3. The attempt at a solution
I think it is convergent because 1/e^x is convergent. I set the original integral less than or equal to the integral of 1/(e^x) dx

When I solved for it, I got -1/e + 1, therefore it is convergent. However, my professor marked my paper as saying it's not true.

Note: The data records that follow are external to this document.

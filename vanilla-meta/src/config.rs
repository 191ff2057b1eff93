use crate::error::ConfigError;
use serde::Deserialize;
use serde::Serialize;
use std::fs;
use std::path::Path;
use std::path::PathBuf;
use std::time::Duration;

/// Name this subsystem uses for record ownership and origin tagging.
pub const DEFAULT_ORIGIN: &str = "vanilla_meta";

/// Configuration for the metadata plugin
#[derive(Debug, Clone, PartialEq, Eq, Serialize, Deserialize)]
pub struct VanillaMetaConfig {
    /// Directory holding `metadata.xml.gz` and `metadata.index`
    #[serde(default = "default_cache_dir")]
    pub cache_dir: PathBuf,

    /// Remote compressed metadata feed; there is no built-in default
    #[serde(default)]
    pub metadata_url: String,

    /// Origin and owner name stamped on claimed records
    #[serde(default = "default_origin")]
    pub origin: String,

    /// Preferred locales, most preferred first
    #[serde(default = "default_locales")]
    pub locales: Vec<String>,

    /// Skip malformed components instead of failing the compile
    #[serde(default = "default_true")]
    pub ignore_invalid: bool,

    /// Pre-compute search tokens while compiling
    #[serde(default = "default_true")]
    pub tokenize: bool,

    /// Restrict refine lookups to entries carrying our origin
    #[serde(default = "default_true")]
    pub refine_filter_by_origin: bool,

    #[serde(default = "default_request_timeout_secs")]
    pub request_timeout_secs: u64,

    #[serde(default = "default_user_agent")]
    pub user_agent: String,
}

fn default_cache_dir() -> PathBuf {
    dirs::cache_dir()
        .unwrap_or_else(|| PathBuf::from(".cache"))
        .join(DEFAULT_ORIGIN)
}

fn default_origin() -> String {
    DEFAULT_ORIGIN.to_string()
}

fn default_locales() -> Vec<String> {
    vec!["C".to_string()]
}

fn default_true() -> bool {
    true
}

fn default_request_timeout_secs() -> u64 {
    60
}

fn default_user_agent() -> String {
    format!("vanilla-meta/{}", env!("CARGO_PKG_VERSION"))
}

impl Default for VanillaMetaConfig {
    fn default() -> Self {
        Self {
            cache_dir: default_cache_dir(),
            metadata_url: String::new(),
            origin: default_origin(),
            locales: default_locales(),
            ignore_invalid: true,
            tokenize: true,
            refine_filter_by_origin: true,
            request_timeout_secs: default_request_timeout_secs(),
            user_agent: default_user_agent(),
        }
    }
}

impl VanillaMetaConfig {
    /// Defaults rooted at `cache_dir`, fetching from `metadata_url`.
    pub fn new(cache_dir: impl Into<PathBuf>, metadata_url: impl Into<String>) -> Self {
        Self {
            cache_dir: cache_dir.into(),
            metadata_url: metadata_url.into(),
            ..Self::default()
        }
    }

    pub fn from_toml_str(contents: &str) -> Result<Self, ConfigError> {
        let config: Self = toml::from_str(contents)?;
        config.validate()?;
        Ok(config)
    }

    pub fn load(path: &Path) -> Result<Self, ConfigError> {
        let contents = fs::read_to_string(path).map_err(|source| ConfigError::Read {
            path: path.display().to_string(),
            source,
        })?;
        Self::from_toml_str(&contents)
    }

    /// Validate configuration
    pub fn validate(&self) -> Result<(), ConfigError> {
        let url = self.metadata_url.trim();
        if url.is_empty() {
            return Err(ConfigError::Invalid("metadata_url must be set".to_string()));
        }
        if !(url.starts_with("https://") || url.starts_with("http://")) {
            return Err(ConfigError::Invalid(format!(
                "metadata_url must be http(s): {url}"
            )));
        }
        if self.origin.trim().is_empty() {
            return Err(ConfigError::Invalid("origin must not be empty".to_string()));
        }
        if self.locales.iter().all(|locale| locale.trim().is_empty()) {
            return Err(ConfigError::Invalid(
                "at least one locale is required".to_string(),
            ));
        }
        if self.request_timeout_secs == 0 {
            return Err(ConfigError::Invalid(
                "request_timeout_secs must be > 0".to_string(),
            ));
        }
        Ok(())
    }

    pub fn request_timeout(&self) -> Duration {
        Duration::from_secs(self.request_timeout_secs)
    }
}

He set the original integral less than or equal to 1/sqrt x, and solving for that, got 2. Why can't my comparison hold true?

2. Dec 9, 2007

### quasar987

Because it's not true in (0,1] that e^-x / sqrt x <e^-x

3. Dec 9, 2007

### Kreizhn

Your comparison doesn't hold true because on (0,1), we have that

$$\frac{e^{-x}}{\sqrt{x}} > e^{-x}$$

This follows from the fact that on (0,1), $\sqrt{x}< 1 \Rightarrow \frac{1}{\sqrt{x}} > 1}$

4. Dec 9, 2007

### Kreizhn

Haha, barely beaten to it. I knew I shouldn't have wasted my time previewing the post :tongue: